Luftwaffe Flak Battle Badge (Flak-Kampfabzeichen der Luftwaffe)

History

A German World War I anti-aircraft vehicle of the Rheinische Metallwaren- und Maschinenfabrik AG, Düsseldorf (1906).jpg
Krupp balloon gun. German anti-balloon and anti-aircraft gun mounted on truck (1910).jpg
Die legendäre 8,8-cm-Flugabwehrkanone der Luftwaffe.jpg
FlaK-Panzer "Grille 10": 8.8 cm FlaK 41 on special chassis (modified Panzer IVc chassis)
German 88 mm flak battery of the Luftwaffe in action against Allied terror bombers
Army Anti-Aircraft Flak Battle Badge (Heeres-Flakabzeichen)
Anti-aircraft position during a combat break in France on the invasion front, 21 June 1944
Luftwaffenhelfer by Herbert Smagon
Memorial to the fallen of the Anti-Aircraft Artillery by Felix Kupsch in Berlin-Steglitz

In the German Empire, the development of anti-aircraft guns was already underway before the start of the First World War. In 1909, the Krupp company presented a number of variants of its 6.5 cm, 7.5 cm and even 10.5 cm guns for anti-aircraft defense. However, tests soon showed that normal field guns were unsuitable due to their low projectile speed and the resulting excessively curved trajectory. In 1913 and 1914, the Prussian Army carried out shooting exercises on the Baltic Sea with Krupp and Ehrhardt guns, which could be swiveled 360° on pivot mounts. Military tacticians initially saw the main target as being less the enemy aircraft than tethered balloons or military airships, which is why the term Bak for balloon anti-aircraft gun initially prevailed. It was changed to anti-aircraft gun in May 1916.

Other countries did not believe that aircraft could play an important role in military conflicts at that time, but soon after the war began, French pilots proved this wrong. They used small reconnaissance aircraft to direct artillery strikes with astonishing accuracy. All armies therefore soon began using their smaller guns of up to 75 mm against aircraft, which were usually simply jacked up so that the barrel pointed towards the sky. The British Army developed a new 3-inch caliber weapon.

World War I

Since the first Zeppelin made its first flight over Lake Constance on 2 July 1900, the German General Staff generally considered the airship and not the airplane to be an important weapon that should be used as a bomb carrier and for aerial reconnaissance. This assessment remained unchanged until the outbreak of the First World War.

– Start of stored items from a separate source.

use sha1::{Digest, Sha1};
use std::fmt::Display;

/// A single alignment operation between the old and the new sequence.
/// Indices are 0-based positions in the respective file.
#[derive(Debug, Clone, PartialEq)]
pub enum EditOp {
    /// Keys compared equal.
    Match { old: usize, new: usize },
    /// Keys differ but the combined similarity reached the threshold.
    SimilarityMatch { old: usize, new: usize, score: f64 },
    /// The new line has no correspondence in the old sequence.
    Insert { new: usize },
    /// The old line has no correspondence in the new sequence.
    Delete { old: usize },
}

impl EditOp {
    /// Literal token encoding consumed by line-tracking tools:
    /// `old:new`, `old~new`, `new+`, `old-`.
    pub fn as_token(&self) -> String {
        match self {
            EditOp::Match { old, new } => format!("{old}:{new}"),
            EditOp::SimilarityMatch { old, new, .. } => format!("{old}~{new}"),
            EditOp::Insert { new } => format!("{new}+"),
            EditOp::Delete { old } => format!("{old}-"),
        }
    }

    pub fn old_index(&self) -> Option<usize> {
        match *self {
            EditOp::Match { old, .. }
            | EditOp::SimilarityMatch { old, .. }
            | EditOp::Delete { old } => Some(old),
            EditOp::Insert { .. } => None,
        }
    }

    pub fn new_index(&self) -> Option<usize> {
        match *self {
            EditOp::Match { new, .. }
            | EditOp::SimilarityMatch { new, .. }
            | EditOp::Insert { new } => Some(new),
            EditOp::Delete { .. } => None,
        }
    }
}

impl Display for EditOp {
    fn fmt(&self, f: &mut std::fmt::Formatter<'_>) -> std::fmt::Result {
        write!(f, "{}", self.as_token())
    }
}

/// An ordered, total alignment between two sequences.
///
/// Every old index appears in exactly one `Match`, `SimilarityMatch`, or
/// `Delete`; every new index in exactly one `Match`, `SimilarityMatch`, or
/// `Insert`. Old indices are non-decreasing across the script, and new
/// indices are non-decreasing among operations that define one.
#[derive(Debug, Clone, Default, PartialEq)]
pub struct EditScript {
    ops: Vec<EditOp>,
}

impl EditScript {
    pub fn new(ops: Vec<EditOp>) -> Self {
        EditScript { ops }
    }

    pub fn ops(&self) -> &[EditOp] {
        &self.ops
    }

    pub fn into_ops(self) -> Vec<EditOp> {
        self.ops
    }

    pub fn len(&self) -> usize {
        self.ops.len()
    }

    pub fn is_empty(&self) -> bool {
        self.ops.is_empty()
    }

    pub fn tokens(&self) -> Vec<String> {
        self.ops.iter().map(EditOp::as_token).collect()
    }

    /// Canonical single-string rendering, used for hashing.
    pub fn render(&self) -> String {
        self.tokens().join("|")
    }

    /// SHA-1 hex digest of the canonical rendering. Deterministic for
    /// identical inputs and options, so callers can use it as a cache key.
    pub fn digest(&self) -> String {
        let digest = Sha1::digest(self.render().as_bytes());
        digest
            .iter()
            .map(|byte| format!("{byte:02x}"))
            .collect::<String>()
    }
}
use assert_cmd::Command;
use assert_fs::TempDir;
use assert_fs::prelude::*;
use predicates::prelude::*;
use rstest::{fixture, rstest};

#[fixture]
fn versioned_files() -> (TempDir, std::path::PathBuf, std::path::PathBuf) {
    let temp = TempDir::new().expect("failed to create temp dir");

    let old = temp.child("old.c");
    old.write_str("int x=5;\nfoo(a,b)\nreturn x;\n")
        .expect("failed to write old file");
    let new = temp.child("new.c");
    new.write_str("int x = 5 ;\nfoo(a, b, c)\nreturn x;\n")
        .expect("failed to write new file");

    let old_path = old.path().to_path_buf();
    let new_path = new.path().to_path_buf();
    (temp, old_path, new_path)
}

fn linediff() -> Command {
    Command::cargo_bin("linediff").expect("binary should build")
}

#[rstest]
fn diff_reports_similarity_match(
    versioned_files: (TempDir, std::path::PathBuf, std::path::PathBuf),
) {
    let (_temp, old, new) = versioned_files;

    linediff()
        .args(["diff", "--plain"])
        .arg(&old)
        .arg(&new)
        .assert()
        .success()
        .stdout(predicate::eq("0:0\n1~1\n2:2\n"));
}

#[rstest]
fn diff_without_similarity_splits_modified_line(
    versioned_files: (TempDir, std::path::PathBuf, std::path::PathBuf),
) {
    let (_temp, old, new) = versioned_files;

    linediff()
        .args(["diff", "--plain", "--no-similarity"])
        .arg(&old)
        .arg(&new)
        .assert()
        .success()
        .stdout(predicate::eq("0:0\n1-\n1+\n2:2\n"));
}

#[rstest]
fn diff_without_normalization_sees_spacing_changes(
    versioned_files: (TempDir, std::path::PathBuf, std::path::PathBuf),
) {
    let (_temp, old, new) = versioned_files;

    // Raw keys differ on line 0 too, but the lines stay similar enough
    // for the fuzzy pass.
    linediff()
        .args(["diff", "--plain", "--no-normalize"])
        .arg(&old)
        .arg(&new)
        .assert()
        .success()
        .stdout(predicate::eq("0~0\n1~1\n2:2\n"));
}

#[rstest]
fn diff_appends_hash_when_requested(
    versioned_files: (TempDir, std::path::PathBuf, std::path::PathBuf),
) {
    let (_temp, old, new) = versioned_files;

    let first = linediff()
        .args(["diff", "--plain", "--hash"])
        .arg(&old)
        .arg(&new)
        .assert()
        .success()
        .stdout(predicate::str::is_match(r"(?m)^[0-9a-f]{40}$").unwrap());

    let first_output = first.get_output().stdout.clone();

    // Same inputs, same digest.
    linediff()
        .args(["diff", "--plain", "--hash"])
        .arg(&old)
        .arg(&new)
        .assert()
        .success()
        .stdout(predicate::eq(String::from_utf8(first_output).unwrap()));
}

#[rstest]
fn diff_rejects_out_of_range_threshold(
    versioned_files: (TempDir, std::path::PathBuf, std::path::PathBuf),
) {
    let (_temp, old, new) = versioned_files;

    linediff()
        .args(["diff", "--plain", "--threshold=1.5"])
        .arg(&old)
        .arg(&new)
        .assert()
        .failure()
        .stderr(predicate::str::contains("invalid configuration"));
}

#[rstest]
fn diff_rejects_weights_not_summing_to_one(
    versioned_files: (TempDir, std::path::PathBuf, std::path::PathBuf),
) {
    let (_temp, old, new) = versioned_files;

    linediff()
        .args(["diff", "--plain", "--content-weight=0.9", "--context-weight=0.9"])
        .arg(&old)
        .arg(&new)
        .assert()
        .failure()
        .stderr(predicate::str::contains("weights must sum to 1"));
}

#[rstest]
fn diff_fails_on_missing_input() {
    let temp = TempDir::new().expect("failed to create temp dir");
    let present = temp.child("present.txt");
    present.write_str("a\n").expect("failed to write file");

    linediff()
        .args(["diff", "--plain"])
        .arg(temp.path().join("missing.txt"))
        .arg(present.path())
        .assert()
        .failure()
        .stderr(predicate::str::contains("failed to read"));
}

#[rstest]
fn diff_of_empty_files_prints_nothing() {
    let temp = TempDir::new().expect("failed to create temp dir");
    let old = temp.child("old.txt");
    old.touch().expect("failed to create empty file");
    let new = temp.child("new.txt");
    new.touch().expect("failed to create empty file");

    linediff()
        .args(["diff", "--plain"])
        .arg(old.path())
        .arg(new.path())
        .assert()
        .success()
        .stdout(predicate::eq(""));
}
use crate::engine::edit::EditOp;
use crate::engine::hybrid::{DiffOptions, HybridDiff};
use crate::preprocessing::{Normalizer, load_file};
use colored::Colorize;
use std::cell::{RefCell, RefMut};
use std::io::Write;
use std::path::PathBuf;

/// Everything the diff command needs for one run.
#[derive(Debug, Clone)]
pub struct DiffArgs {
    pub old: PathBuf,
    pub new: PathBuf,
    pub options: DiffOptions,
    /// Normalize lines before comparison; off means keys are the raw lines.
    pub normalize: bool,
    /// Append the SHA-1 digest of the script after the operations.
    pub show_hash: bool,
    /// Print bare tokens without color.
    pub plain: bool,
}

pub struct DiffRunner {
    writer: RefCell<Box<dyn std::io::Write>>,
}

impl DiffRunner {
    pub fn new(writer: Box<dyn std::io::Write>) -> Self {
        DiffRunner {
            writer: RefCell::new(writer),
        }
    }

    fn writer(&'_ self) -> RefMut<'_, Box<dyn std::io::Write>> {
        self.writer.borrow_mut()
    }

    pub fn run(&self, args: &DiffArgs) -> anyhow::Result<()> {
        let normalizer = if args.normalize {
            Some(Normalizer::new()?)
        } else {
            None
        };

        let old_sequence = load_file(&args.old, normalizer.as_ref())?;
        let new_sequence = load_file(&args.new, normalizer.as_ref())?;

        let engine = HybridDiff::new(&old_sequence, &new_sequence, args.options.clone());
        let (script, digest) = engine.diff_with_digest()?;

        for op in script.ops() {
            if args.plain {
                writeln!(self.writer(), "{}", op.as_token())?;
            } else {
                writeln!(self.writer(), "{}", colorize(op))?;
            }
        }

        if args.show_hash {
            writeln!(self.writer(), "{digest}")?;
        }

        Ok(())
    }
}

fn colorize(op: &EditOp) -> String {
    let token = op.as_token();
    match op {
        EditOp::Match { .. } => token.normal(),
        EditOp::SimilarityMatch { .. } => token.yellow(),
        EditOp::Insert { .. } => token.green(),
        EditOp::Delete { .. } => token.red(),
    }
    .to_string()
}
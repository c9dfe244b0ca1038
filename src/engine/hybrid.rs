use crate::engine::edit::{EditOp, EditScript};
use crate::engine::line::FileSequence;
use crate::engine::myers::MyersDiff;
use crate::engine::similarity::SimilarityMatcher;
use anyhow::{anyhow, bail};
use derive_new::new;
use std::collections::{HashMap, HashSet};

const WEIGHT_SUM_TOLERANCE: f64 = 1e-9;

/// Tunable parameters for one diff run.
///
/// Passed explicitly into both passes; nothing is ambient or shared, so
/// concurrent diff calls cannot observe each other's configuration.
#[derive(Debug, Clone, PartialEq)]
pub struct DiffOptions {
    /// Minimum combined score for a fuzzy match; a pair scoring exactly
    /// the threshold is accepted.
    pub similarity_threshold: f64,
    /// When false the fuzzy pass is skipped entirely and the result is
    /// the exact-match script.
    pub use_similarity: bool,
    pub content_weight: f64,
    pub context_weight: f64,
    /// Lines on each side of a candidate that feed its context vector.
    pub context_radius: usize,
}

impl Default for DiffOptions {
    fn default() -> Self {
        DiffOptions {
            similarity_threshold: 0.6,
            use_similarity: true,
            content_weight: 0.6,
            context_weight: 0.4,
            context_radius: 4,
        }
    }
}

impl DiffOptions {
    /// Reject invalid configuration before any computation starts.
    pub fn validate(&self) -> anyhow::Result<()> {
        if !(0.0..=1.0).contains(&self.similarity_threshold) {
            bail!(
                "invalid configuration: similarity threshold {} is outside [0, 1]",
                self.similarity_threshold
            );
        }
        for (name, weight) in [
            ("content", self.content_weight),
            ("context", self.context_weight),
        ] {
            if !(0.0..=1.0).contains(&weight) {
                bail!(
                    "invalid configuration: {} weight {} is outside [0, 1]",
                    name,
                    weight
                );
            }
        }
        if (self.content_weight + self.context_weight - 1.0).abs() > WEIGHT_SUM_TOLERANCE {
            bail!(
                "invalid configuration: content and context weights must sum to 1, got {} + {}",
                self.content_weight,
                self.context_weight
            );
        }

        Ok(())
    }
}

/// Two-pass hybrid diff over a pair of file sequences.
///
/// The exact pass aligns equal comparison keys via the shortest edit
/// script; the fuzzy pass then re-examines the leftover deletes and
/// inserts and links the sufficiently similar ones. The merged script is
/// total and monotonic: every old index appears exactly once, every new
/// index appears exactly once, and indices never decrease along the
/// script.
#[derive(Debug, new)]
pub struct HybridDiff<'d> {
    old: &'d FileSequence,
    new: &'d FileSequence,
    options: DiffOptions,
}

impl HybridDiff<'_> {
    pub fn diff(&self) -> anyhow::Result<EditScript> {
        self.options.validate()?;

        let old_keys = self.old.keys();
        let new_keys = self.new.keys();
        let base = MyersDiff::new(&old_keys, &new_keys).diff();

        let mut exact: HashMap<usize, usize> = HashMap::new();
        let mut unresolved_old = Vec::new();
        let mut unresolved_new = Vec::new();
        for op in base.ops() {
            match *op {
                EditOp::Match { old, new } => {
                    exact.insert(old, new);
                }
                EditOp::Delete { old } => unresolved_old.push(old),
                EditOp::Insert { new } => unresolved_new.push(new),
                EditOp::SimilarityMatch { old, new, .. } => {
                    return Err(anyhow!(
                        "exact pass produced a similarity match {}~{}",
                        old,
                        new
                    ));
                }
            }
        }

        let fuzzy = if self.options.use_similarity {
            let anchors: Vec<(usize, usize)> =
                exact.iter().map(|(&old, &new)| (old, new)).collect();
            SimilarityMatcher::new(self.old, self.new, &self.options).select(
                &unresolved_old,
                &unresolved_new,
                &anchors,
            )
        } else {
            Vec::new()
        };

        let fuzzy_by_old: HashMap<usize, (usize, f64)> = fuzzy
            .iter()
            .map(|candidate| (candidate.old, (candidate.new, candidate.score)))
            .collect();
        let consumed_new: HashSet<usize> =
            fuzzy.iter().map(|candidate| candidate.new).collect();

        // Rebuild in old-index order, substituting consumed delete/insert
        // pairs with their similarity match.
        let mut by_old = Vec::with_capacity(self.old.len());
        for old in 0..self.old.len() {
            if let Some(&new) = exact.get(&old) {
                by_old.push(EditOp::Match { old, new });
            } else if let Some(&(new, score)) = fuzzy_by_old.get(&old) {
                by_old.push(EditOp::SimilarityMatch { old, new, score });
            } else {
                by_old.push(EditOp::Delete { old });
            }
        }

        // Interleave leftover inserts immediately before the first
        // operation whose new index exceeds them, restoring monotonicity.
        let mut inserts = unresolved_new
            .iter()
            .copied()
            .filter(|new| !consumed_new.contains(new))
            .peekable();
        let mut ops = Vec::with_capacity(self.old.len() + self.new.len());
        for op in by_old {
            if let Some(new) = op.new_index() {
                while let Some(&pending) = inserts.peek() {
                    if pending >= new {
                        break;
                    }
                    ops.push(EditOp::Insert { new: pending });
                    inserts.next();
                }
            }
            ops.push(op);
        }
        ops.extend(inserts.map(|new| EditOp::Insert { new }));

        Ok(EditScript::new(ops))
    }

    /// The merged script together with the SHA-1 digest of its canonical
    /// rendering.
    pub fn diff_with_digest(&self) -> anyhow::Result<(EditScript, String)> {
        let script = self.diff()?;
        let digest = script.digest();
        Ok((script, digest))
    }
}
use derive_new::new;

/// A single line of a file together with the normalized key used for
/// equality testing.
///
/// The key is produced upstream (see the `preprocessing` module) and is
/// opaque to the engine. The original text is kept for display only.
#[derive(Debug, Clone, PartialEq, Eq, new)]
pub struct Line {
    pub text: String,
    pub key: String,
}

/// An ordered sequence of lines; a line's 0-based index is its identity
/// for diff purposes.
#[derive(Debug, Clone, Default, PartialEq, Eq)]
pub struct FileSequence {
    lines: Vec<Line>,
}

impl FileSequence {
    pub fn new(lines: Vec<Line>) -> Self {
        FileSequence { lines }
    }

    /// Build a sequence whose keys are the raw line texts, untouched.
    pub fn verbatim<I, S>(texts: I) -> Self
    where
        I: IntoIterator<Item = S>,
        S: Into<String>,
    {
        let lines = texts
            .into_iter()
            .map(|text| {
                let text = text.into();
                let key = text.clone();
                Line::new(text, key)
            })
            .collect();
        FileSequence { lines }
    }

    pub fn lines(&self) -> &[Line] {
        &self.lines
    }

    pub fn keys(&self) -> Vec<&str> {
        self.lines.iter().map(|line| line.key.as_str()).collect()
    }

    pub fn len(&self) -> usize {
        self.lines.len()
    }

    pub fn is_empty(&self) -> bool {
        self.lines.is_empty()
    }
}
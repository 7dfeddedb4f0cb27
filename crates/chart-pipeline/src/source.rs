// File: crates/chart-pipeline/src/source.rs
// Summary: Date-keyed CSV parsing and the root data source of every chain.

use std::rc::Rc;

use chrono::NaiveDate;
use tracing::debug;

use crate::channel::{Channel, Listener};
use crate::error::{PipelineError, Result};
use crate::record::{Record, Value};
use crate::stage::Stage;
use crate::update::DataUpdate;

/// Text format of the key column.
pub const DATE_FORMAT: &str = "%d/%m/%Y";

/// Rows parsed from csv text, together with the key column name.
#[derive(Clone, Debug, PartialEq)]
pub struct ParsedCsv {
    pub key: String,
    pub records: Vec<Record>,
}

/// Parse comma-delimited text whose first column is a `dd/mm/yyyy` date.
/// Remaining cells become numbers where they parse, text otherwise.
pub fn parse_date_based_csv(raw: &str) -> Result<ParsedCsv> {
    let mut rdr = csv::ReaderBuilder::new()
        .has_headers(true)
        .trim(csv::Trim::All)
        .from_reader(raw.trim().as_bytes());

    let headers = rdr.headers()?.clone();
    let key = headers
        .get(0)
        .filter(|h| !h.is_empty())
        .ok_or(PipelineError::MissingKeyColumn)?
        .to_string();

    let mut records = Vec::new();
    for (row, rec) in rdr.records().enumerate() {
        let rec = rec?;
        let raw_date = rec.get(0).unwrap_or_default();
        let date = NaiveDate::parse_from_str(raw_date, DATE_FORMAT)
            .map_err(|_| PipelineError::InvalidDate { row: row + 1, value: raw_date.to_string() })?;
        let mut record = Record::new(date.and_hms_opt(0, 0, 0).unwrap_or_default());
        for (name, cell) in headers.iter().zip(rec.iter()).skip(1) {
            record.set(name, Value::parse(cell));
        }
        records.push(record);
    }
    debug!(key = %key, rows = records.len(), "parsed csv");
    Ok(ParsedCsv { key, records })
}

/// Root stage: broadcasts a fixed record set.
pub struct DataSource {
    data: Rc<[Record]>,
    key: String,
    categories: Vec<String>,
    channel: Channel<DataUpdate>,
}

impl DataSource {
    /// Categories are taken from the first record's fields.
    pub fn new(data: Vec<Record>, key: impl Into<String>) -> Rc<Self> {
        let key = key.into();
        let categories = data
            .first()
            .map(|r| r.field_names().filter(|f| *f != key).map(str::to_string).collect())
            .unwrap_or_default();
        Rc::new(Self { data: Rc::from(data), key, categories, channel: Channel::new() })
    }

    pub fn from_csv(raw: &str) -> Result<Rc<Self>> {
        let parsed = parse_date_based_csv(raw)?;
        Ok(Self::new(parsed.records, parsed.key))
    }

    pub fn key(&self) -> &str { &self.key }

    pub fn categories(&self) -> &[String] { &self.categories }
}

impl Stage for DataSource {
    type Output = DataUpdate;

    fn on_update(&self, listeners: Vec<Listener<DataUpdate>>) { self.channel.subscribe(listeners); }

    fn send_update(&self) -> Result<()> {
        let update = DataUpdate::new(Rc::clone(&self.data), self.key.clone(), self.categories.clone());
        self.channel.emit(&update)
    }
}
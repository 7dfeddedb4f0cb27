// File: crates/chart-pipeline/src/scale.rs
// Summary: Value and time domains fed from pipeline updates, and the per-bucket bar width.

use chrono::{Duration, NaiveDateTime};

use crate::error::{PipelineError, Result};
use crate::update::DataUpdate;

/// Value domain of one field, taken from the `[min, max]` an upstream min/max
/// stage computed for it.
#[derive(Clone, Debug)]
pub struct ValueScale {
    pub field: String,
    pub vmin: f64,
    pub vmax: f64,
}

impl ValueScale {
    pub fn new(field: impl Into<String>) -> Self { Self { field: field.into(), vmin: 0.0, vmax: 1.0 } }

    /// Take the domain from the update's min/max of `field`.
    /// Fails when no min/max stage computed it.
    pub fn update(&mut self, update: &DataUpdate) -> Result<()> {
        let (lo, hi) = update.range_of(&self.field)?;
        self.set_domain(lo, hi);
        Ok(())
    }

    /// A flat domain is widened to one unit.
    pub fn set_domain(&mut self, vmin: f64, vmax: f64) {
        self.vmin = vmin;
        self.vmax = if (vmax - vmin).abs() < 1e-12 { vmin + 1.0 } else { vmax };
    }
}

/// Time scale whose domain spans the data key range rounded up to the end of
/// the last bucket. Tracks the pixel width available to one bucket.
#[derive(Clone, Debug)]
pub struct TimeScale {
    pub width_px: f32,
    pub domain: (NaiveDateTime, NaiveDateTime),
    /// Pixel width of one bar, derived from the bucket count in the domain.
    pub value_size: f32,
    group_size: Duration,
}

impl TimeScale {
    pub fn new(width_px: f32) -> Self {
        Self {
            width_px,
            domain: (NaiveDateTime::default(), NaiveDateTime::default() + Duration::days(1)),
            value_size: 1.0,
            group_size: Duration::days(1),
        }
    }

    /// Domain `[key min, next_floor(key max)]` of the current grouping.
    /// Fails without key min/max or without a grouping stage.
    pub fn update(&mut self, update: &DataUpdate) -> Result<()> {
        let (lo, hi) = update
            .extent
            .as_ref()
            .and_then(|e| e.key)
            .ok_or_else(|| PipelineError::MissingExtent { field: update.key.clone() })?;
        let grouping = update.grouping()?;
        self.group_size = grouping.size();
        self.set_domain(lo, grouping.next_floor(hi));
        Ok(())
    }

    /// Zoom to `[from, to]`, keeping the current bucket size.
    pub fn set_domain(&mut self, from: NaiveDateTime, to: NaiveDateTime) {
        self.domain = (from, to);
        self.value_size = value_size(self.width_px, self.amount_of_groups());
    }

    fn amount_of_groups(&self) -> f64 {
        let span = (self.domain.1 - self.domain.0).num_milliseconds() as f64;
        let group = self.group_size.num_milliseconds().max(1) as f64;
        span / group
    }
}

/// Bar width for `amount` buckets across `width` pixels: one pixel of gap,
/// an extra one for wide bars, never below one pixel.
pub fn value_size(width: f32, amount: f64) -> f32 {
    let amount = if amount > 0.0 { amount } else { 0.000_000_1 };
    let mut result = (width as f64 / amount - 1.0).floor();
    if result > 20.0 {
        result -= 1.0;
    }
    result.max(1.0) as f32
}
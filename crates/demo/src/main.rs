// File: crates/demo/src/main.rs
// Summary: Demo runs the stacked pipeline over date-keyed CSV files and prints grouped totals and moving averages.

use std::cell::RefCell;
use std::path::{Path, PathBuf};
use std::rc::Rc;

use anyhow::{Context, Result};
use tracing::{info, warn};
use chart_pipeline::{
    init_tracing, layer_moving_average, listener, load_config, stacked_pipeline, DataUpdate, Groupable, PipelineConfig,
    Stage, ViewState,
};

const SAMPLE_CSV: &str = "\
date,java,xml,txt
18/01/2013,1,11,111
19/01/2013,2,22,222
20/01/2013,3,33,333
";

fn main() -> Result<()> {
    let mut args = std::env::args().skip(1).peekable();
    let config = match args.peek().map(String::as_str) {
        Some("--config") => {
            args.next();
            let path = args.next().context("--config requires a path")?;
            load_config(&path).with_context(|| format!("failed to load config '{path}'"))?
        }
        _ => PipelineConfig::default(),
    };
    init_tracing(&config.logging)?;

    let mut inputs = Vec::new();
    for raw in args {
        let (path, used_alt) = resolve_path(&raw)?;
        if used_alt {
            warn!(requested = %raw, using = %path.display(), "swapped .csv/.cvs extension");
        }
        let text = std::fs::read_to_string(&path).with_context(|| format!("failed to read '{}'", path.display()))?;
        inputs.push(text);
    }
    if inputs.is_empty() {
        println!("No input files given; using built-in sample.");
        inputs.push(SAMPLE_CSV.to_string());
    }
    let raw: Vec<&str> = inputs.iter().map(String::as_str).collect();
    info!(datasets = raw.len(), threshold = config.auto_group_threshold, "running stacked pipeline");

    let pipeline = stacked_pipeline(&raw, &config).context("failed to build pipeline")?;
    let latest: Rc<RefCell<Option<DataUpdate>>> = Rc::new(RefCell::new(None));
    let sink = Rc::clone(&latest);
    pipeline.on_update(vec![listener(move |update: &DataUpdate| {
        *sink.borrow_mut() = Some(update.clone());
        Ok(())
    })]);

    pipeline.send_update()?;
    report("initial", &latest.borrow())?;

    for index in 0..pipeline.grouping.group_functions().len() {
        pipeline.group_by(index)?;
        report(&format!("grouped by #{index}"), &latest.borrow())?;
    }

    if let Some(&p) = config.percentile_options.last() {
        pipeline.set_percentile(p)?;
        report(&format!("percentile {:.1}%", p * 100.0), &latest.borrow())?;
    }
    Ok(())
}

fn report(label: &str, update: &Option<DataUpdate>) -> Result<()> {
    let update = update.as_ref().context("pipeline produced no update")?;
    let grouping = update.grouping()?;
    println!(
        "== {label}: {} rows, {} categories, bucket {:?}",
        update.data.len(),
        update.categories.len(),
        grouping.bucket().granularity()
    );
    if let Some(view) = ViewState::from_stacked(update.stacked()?) {
        println!("   x: {} .. {}, max stack {:.2}", view.x_min.date(), view.x_max.date(), view.y_max);
    }
    for layer in update.stacked()? {
        let total: f64 = layer.points.iter().map(|p| p.y).sum();
        let averages = layer_moving_average(layer, grouping.bucket(), None);
        match averages.last() {
            Some(last) => println!("   {:<12} total {:>10.2}  moving avg {:.2}", layer.category, total, last.mean),
            None => println!("   {:<12} total {:>10.2}", layer.category, total),
        }
    }
    Ok(())
}

/// Resolve `raw` as given, or with its `.csv`/`.cvs` extension swapped.
fn resolve_path(raw: &str) -> Result<(PathBuf, bool)> {
    let path = Path::new(raw);
    if path.exists() {
        return Ok((path.to_path_buf(), false));
    }
    let alt = match path.extension().and_then(|e| e.to_str()) {
        Some("csv") => path.with_extension("cvs"),
        Some("cvs") => path.with_extension("csv"),
        _ => anyhow::bail!("input file '{raw}' not found"),
    };
    if alt.exists() {
        Ok((alt, true))
    } else {
        anyhow::bail!("input file '{raw}' not found")
    }
}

Contrary to the expectations of the German General Staff, however, the tasks assigned to the military airship by the enemy were mainly carried out by aircraft. The rigidity of the fronts in the West also favored the fundamental further development of the aircraft's function from an artillery observer to a bomb carrier. This meant that targets in enemy territory that were far behind the front and therefore beyond the reach of artillery could also be attacked.

Two things quickly became clear to the Imperial German Army:

  • Firstly, with the few anti-balloon guns available (8 Bak or 18 with older test vehicles) and the expected 7.7 cm guns from forced production, the existing danger from the enemy's aircraft could not be contained in bulk. In order to alleviate this quantitative shortage of anti-aircraft guns, makeshift anti-aircraft guns were used from the end of 1914, which had to continue to be used throughout the war.
  • Secondly, the previous anti-aircraft guns and the ammunition used in the Feldkanone 96 were, in terms of their performance data, not very suitable for combating aircraft: in principle, aircraft and Zeppelins both used the possibilities of movement in the three dimensions of space. However, the airplane was significantly faster than the Zeppelin. For these reasons, the projectile flight time had to be minimized again compared to the existing anti-balloon guns (Bak) in order to reach the target quickly (a low projectile flight time is in principle only achieved through a particularly high initial speed of the projectile).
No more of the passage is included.